Recently, three dimensional (3D) convolutional neural networks (CNNs) have emerged as dominant methods to capture spatiotemporal representations in videos, by adding to pre-existing 2D CNNs a third, temporal dimension. Such 3D CNNs, however, are anti-causal (i.e., they exploit information from both the past and the future frames to produce feature representations, thus preventing their use in online settings), constrain the temporal reasoning horizon to the size of the temporal convolution kernel, and are not temporal resolution-preserving for video sequence-to-sequence modelling, as, for instance, in action detection. To address these serious limitations, here we present a new 3D CNN architecture for the causal/online processing of videos. Namely, we propose a novel Recurrent Convolutional Network (RCN), which relies on recurrence to capture the temporal context across frames at each network level. Our network decomposes 3D convolutions into (1) a 2D spatial convolution component, and (2) an additional hidden state 1 × 1 convolution, applied across time.
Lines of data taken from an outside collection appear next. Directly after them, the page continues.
pub mod campaign;
pub mod campaign_company;
pub mod company;
pub mod oauth_token;
pub mod template;
pub mod time_slot;
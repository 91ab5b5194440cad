//! Applies the Biz-Agent schema to `DATABASE_URL` and exits.

use bizagent_api::config::ApiConfig;
use bizagent_db::{create_pool, schema::initialize_database};
use color_eyre::eyre::Result;
use dotenv::dotenv;
use tracing::info;

#[tokio::main]
async fn main() -> Result<()> {
    color_eyre::install()?;
    dotenv().ok();

    let config = ApiConfig::from_env()?;
    bizagent_api::init_tracing(config.log_level)?;

    let pool = create_pool(&config.database_url).await?;
    initialize_database(&pool).await?;
    pool.close().await;

    info!("Schema is up to date");
    Ok(())
}
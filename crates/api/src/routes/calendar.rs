use axum::{
    Router,
    routing::{get, post},
};
use std::sync::Arc;

use crate::{ApiState, handlers};

pub fn routes() -> Router<Arc<ApiState>> {
    Router::new()
        .route("/api/calendar/get-events", get(handlers::calendar::get_events))
        .route(
            "/api/calendar/delete-event",
            post(handlers::calendar::delete_event),
        )
}

/// Batch endpoints paced between calendar calls; not bound by the request timeout.
pub fn paced_routes() -> Router<Arc<ApiState>> {
    Router::new()
        .route(
            "/api/calendar/clear-all-slots",
            post(handlers::calendar::clear_all_slots),
        )
        .route(
            "/api/calendar/create-100-slots",
            post(handlers::calendar::create_100_slots),
        )
        .route(
            "/api/calendar/create-clean-slots",
            post(handlers::calendar::create_clean_slots),
        )
}
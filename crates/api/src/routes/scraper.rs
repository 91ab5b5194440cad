use axum::{
    Router,
    routing::{get, post},
};
use std::sync::Arc;

use crate::{ApiState, handlers};

pub fn routes() -> Router<Arc<ApiState>> {
    Router::new()
        .route("/api/scraper/scrape", post(handlers::scraper::scrape))
        .route("/api/scraper/search", get(handlers::scraper::search))
}

pub fn paced_routes() -> Router<Arc<ApiState>> {
    Router::new().route("/api/scraper/batch", post(handlers::scraper::batch_scrape))
}
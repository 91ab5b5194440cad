use std::fmt;
use std::str::FromStr;

use chrono::{DateTime, Utc};
use serde::{Deserialize, Serialize};
use uuid::Uuid;

use super::{company::Company, template::EmailTemplate};
use crate::errors::BizError;

#[derive(Debug, Clone, Copy, PartialEq, Eq, Hash, Serialize, Deserialize)]
#[serde(rename_all = "SCREAMING_SNAKE_CASE")]
pub enum CampaignStatus {
    Draft,
    Active,
    Paused,
    Completed,
    Cancelled,
}

impl CampaignStatus {
    pub fn as_str(&self) -> &'static str {
        match self {
            CampaignStatus::Draft => "DRAFT",
            CampaignStatus::Active => "ACTIVE",
            CampaignStatus::Paused => "PAUSED",
            CampaignStatus::Completed => "COMPLETED",
            CampaignStatus::Cancelled => "CANCELLED",
        }
    }
}

impl fmt::Display for CampaignStatus {
    fn fmt(&self, f: &mut fmt::Formatter<'_>) -> fmt::Result {
        f.write_str(self.as_str())
    }
}

impl FromStr for CampaignStatus {
    type Err = BizError;

    fn from_str(s: &str) -> Result<Self, Self::Err> {
        match s.trim().to_ascii_uppercase().as_str() {
            "DRAFT" => Ok(CampaignStatus::Draft),
            "ACTIVE" => Ok(CampaignStatus::Active),
            "PAUSED" => Ok(CampaignStatus::Paused),
            "COMPLETED" => Ok(CampaignStatus::Completed),
            "CANCELLED" => Ok(CampaignStatus::Cancelled),
            other => Err(BizError::Validation(format!(
                "Unknown campaign status: {}",
                other
            ))),
        }
    }
}

#[derive(Debug, Clone, PartialEq, Serialize, Deserialize)]
#[serde(rename_all = "camelCase")]
pub struct Campaign {
    pub id: Uuid,
    pub name: String,
    pub description: Option<String>,
    pub status: CampaignStatus,
    pub template_id: Uuid,
    pub created_at: DateTime<Utc>,
    pub updated_at: DateTime<Utc>,
}

#[derive(Debug, Clone, Serialize, Deserialize)]
#[serde(rename_all = "camelCase")]
pub struct NewCampaign {
    pub name: String,
    pub description: Option<String>,
    pub template_id: Uuid,
}

/// One company targeted by a campaign, with its per-recipient send state.
#[derive(Debug, Clone, PartialEq, Serialize, Deserialize)]
#[serde(rename_all = "camelCase")]
pub struct CampaignRecipient {
    pub id: Uuid,
    pub company: Company,
    pub sent: bool,
    pub sent_at: Option<DateTime<Utc>>,
    pub message_id: Option<String>,
    pub error: Option<String>,
    pub delivered: bool,
    pub opened: bool,
    pub clicked: bool,
    pub bounced: bool,
}

#[derive(Debug, Clone, Serialize, Deserialize)]
#[serde(rename_all = "camelCase")]
pub struct CampaignDetail {
    #[serde(flatten)]
    pub campaign: Campaign,
    pub template: Option<EmailTemplate>,
    pub recipients: Vec<CampaignRecipient>,
}

/// Counts derived from the campaign's recipient rows.
#[derive(Debug, Clone, Default, PartialEq, Serialize, Deserialize)]
#[serde(rename_all = "camelCase")]
pub struct CampaignStats {
    pub total_recipients: u64,
    pub sent: u64,
    pub delivered: u64,
    pub opened: u64,
    pub clicked: u64,
    pub bounced: u64,
    pub failed: u64,
    pub delivery_rate: f64,
    pub open_rate: f64,
    pub click_rate: f64,
}

#[derive(Debug, Clone, Default, Deserialize)]
pub struct CampaignsQuery {
    pub status: Option<String>,
}

/// Engagement events reported back by the mail provider.
#[derive(Debug, Clone, Copy, PartialEq, Eq, Serialize, Deserialize)]
#[serde(rename_all = "lowercase")]
pub enum DeliveryEvent {
    Delivered,
    Opened,
    Clicked,
    Bounced,
}

impl FromStr for DeliveryEvent {
    type Err = BizError;

    fn from_str(s: &str) -> Result<Self, Self::Err> {
        // Mailjet event names: sent, open, click, bounce, blocked, spam, unsub
        match s.trim().to_ascii_lowercase().as_str() {
            "sent" | "delivered" => Ok(DeliveryEvent::Delivered),
            "open" | "opened" => Ok(DeliveryEvent::Opened),
            "click" | "clicked" => Ok(DeliveryEvent::Clicked),
            "bounce" | "bounced" | "blocked" => Ok(DeliveryEvent::Bounced),
            other => Err(BizError::Validation(format!(
                "Unsupported delivery event: {}",
                other
            ))),
        }
    }
}

#[derive(Debug, Clone, Serialize, Deserialize)]
#[serde(rename_all = "camelCase")]
pub struct CampaignRunSummary {
    pub campaign_id: Uuid,
    pub attempted: u64,
    pub sent: u64,
    pub failed: u64,
    pub skipped: u64,
    pub completed: bool,
}

/// Aggregate outcome of one pass of the sending workflow.
#[derive(Debug, Clone, Default, Serialize, Deserialize)]
#[serde(rename_all = "camelCase")]
pub struct RunSummary {
    pub campaigns: Vec<CampaignRunSummary>,
    pub total_sent: u64,
    pub total_failed: u64,
    pub limit_reached: bool,
}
The hidden state at any time t is assumed to depend on the hidden state at t - 1 and on the current output of the spatial convolution component. As a result, the proposed network: (i) produces causal outputs, (ii) provides flexible temporal reasoning, (iii) preserves temporal resolution. Our experiments on the largescale large Kinetics and MultiThumos datasets show that the proposed method performs comparably to anti-causal 3D CNNs, while being causal and using fewer parameters.